Every retiree wants to be certain that his retirement funds outlast him. This means managing such variables as the amount of retirement savings, how the money is invested, when the retiree makes withdrawals and how much he withdraws. Knowing the monthly income needed to retire is an important factor in the equation.
The first step in calculating the amount of monthly income you need to retire is to calculate your monthly pre-retirement expenses. Going through your check register, bank statements or online banking summary can make this step easier. Include housing, utilities, taxes, savings, food, insurance, automobile expenses, tuition, entertainment, hobbies, travel and any other expenses you currently pay. For irregular expenses such as co-pays for medical appointments and home maintenance, add each payment you make to get a yearly total, and divide the total by 12 to arrive at your monthly expense.
Your monthly expenses after you retire differ from your pre-retirement expenses. For example, as a retiree, you may have paid off your mortgage, reducing your housing expense. Similarly, as your children reach adulthood, your expenses for their support and college tuition go away. You might downsize your automobile fleet from two cars to one, reducing your expenses for car payments, insurance, gasoline and maintenance costs. You can also reduce or eliminate your retirement savings expense. Conversely, some of your expenses will increase as you pay health insurance premiums that your employer may have covered. If you plan to move to another community or to a smaller home when you retire, adjust your expenses accordingly.
To figure out how much monthly income you need to retire, add up your annual post-retirement expenses. Separate your "needs" -- the expenses you are absolutely required to pay -- from your "wants," or your discretionary expenses. For example, housing, utilities, groceries, taxes and insurance are needs, while restaurant meals, entertainment, travel and hobbies are discretionary expenses. There will be periods during your retirement when your investments grow slowly or lose money. You can by help ensure that your retirement income meets your needs by cutting back on your "wants" during these market downturns.

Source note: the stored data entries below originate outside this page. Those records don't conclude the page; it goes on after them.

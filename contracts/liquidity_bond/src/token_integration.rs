//! Token plumbing for the liquidity unit and the reward asset.
//! Centralizes allowance checks, custody transfers and reward minting.

use bonding_errors::BondingError;
use soroban_sdk::token::{StellarAssetClient, TokenClient};
use soroban_sdk::{Address, Env};

use crate::math;
use crate::types::Collaborators;

fn liquidity_client<'a>(e: &'a Env, collab: &Collaborators) -> TokenClient<'a> {
    TokenClient::new(e, &collab.liquidity_token)
}

/// Liquidity units currently held by the engine.
pub fn custodied_balance(e: &Env, collab: &Collaborators) -> i128 {
    liquidity_client(e, collab).balance(&e.current_contract_address())
}

/// Check that `owner` approved the engine for at least `amount`.
pub fn require_allowance(
    e: &Env,
    collab: &Collaborators,
    owner: &Address,
    amount: i128,
) -> Result<(), BondingError> {
    let allowance = liquidity_client(e, collab).allowance(owner, &e.current_contract_address());
    if allowance < amount {
        return Err(BondingError::InsufficientAllowance);
    }
    Ok(())
}

/// Pull `amount` liquidity units from `owner` into custody.
/// Requires prior approval with the engine as spender.
pub fn transfer_into_contract(
    e: &Env,
    collab: &Collaborators,
    owner: &Address,
    amount: i128,
) -> Result<(), BondingError> {
    if amount < 0 {
        return Err(BondingError::InvalidAmount);
    }
    if amount == 0 {
        return Ok(());
    }
    require_allowance(e, collab, owner, amount)?;
    let contract = e.current_contract_address();
    liquidity_client(e, collab).transfer_from(&contract, owner, &contract, &amount);
    Ok(())
}

/// Send `amount` liquidity units out of custody.
pub fn transfer_from_contract(
    e: &Env,
    collab: &Collaborators,
    recipient: &Address,
    amount: i128,
) -> Result<(), BondingError> {
    if amount < 0 {
        return Err(BondingError::InvalidAmount);
    }
    if amount == 0 {
        return Ok(());
    }
    let contract = e.current_contract_address();
    liquidity_client(e, collab).transfer(&contract, recipient, &amount);
    Ok(())
}

/// Mint `amount` reward tokens to `recipient` and, when `treasury_divider`
/// is non-zero, `amount / treasury_divider` on top to the treasury.
///
/// Returns the treasury share.
pub fn mint_reward(
    e: &Env,
    collab: &Collaborators,
    recipient: &Address,
    amount: i128,
    treasury_divider: u32,
) -> Result<i128, BondingError> {
    if amount <= 0 {
        return Ok(0);
    }
    let reward = StellarAssetClient::new(e, &collab.reward_token);
    reward.mint(recipient, &amount);
    if treasury_divider == 0 {
        return Ok(0);
    }
    let treasury_share = math::div_i128(amount, treasury_divider as i128)?;
    if treasury_share > 0 {
        reward.mint(&collab.treasury, &treasury_share);
    }
    Ok(treasury_share)
}
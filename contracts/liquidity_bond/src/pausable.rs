use bonding_errors::BondingError;
use soroban_sdk::{Address, Env};

use crate::access::{self, Role};
use crate::events;
use crate::types::DataKey;

pub fn is_paused(e: &Env) -> bool {
    e.storage().instance().get(&DataKey::Paused).unwrap_or(false)
}

pub fn require_not_paused(e: &Env) -> Result<(), BondingError> {
    if is_paused(e) {
        return Err(BondingError::ContractPaused);
    }
    Ok(())
}

pub fn pause(e: &Env, manager: &Address) -> Result<(), BondingError> {
    access::require_role(e, Role::Manager, manager)?;
    require_not_paused(e)?;
    e.storage().instance().set(&DataKey::Paused, &true);
    events::emit_paused(e, manager);
    Ok(())
}

pub fn unpause(e: &Env, manager: &Address) -> Result<(), BondingError> {
    access::require_role(e, Role::Manager, manager)?;
    if !is_paused(e) {
        return Err(BondingError::NotPaused);
    }
    e.storage().instance().set(&DataKey::Paused, &false);
    events::emit_unpaused(e, manager);
    Ok(())
}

An ongoing debate among financial planners revolves around whether you should base the retirement income you need on a percentage of your pre-retirement income or your pre-retirement expenses. In a February 2013 "Time" magazine article discussing the issue, several mutual fund companies recommended retirees save eight to 12 times their annual working income with a goal of generating 85 percent of their pre-retirement income during retirement. In the same article, the president of the Employee Benefit Research Institute recommended multiplying annual retirement expenses by 33 and saving that amount. The article concludes that an individual who spends less than he earns pre-retirement won't need to save as much.
You can estimate whether your income after you retire will be adequate to fund your retirement. When you make this analysis, consider all sources of income, such as pensions, annuities, Social Security, investments and withdrawals from retirement accounts. Some financial planners recommend that you plan on withdrawing up to 4 to 5 percent every year from your retirement accounts to ensure that you don't withdraw too much principal from investment funds. Some retirees continue working part time after they retire so they can supplement their income or save for travel or special purchases.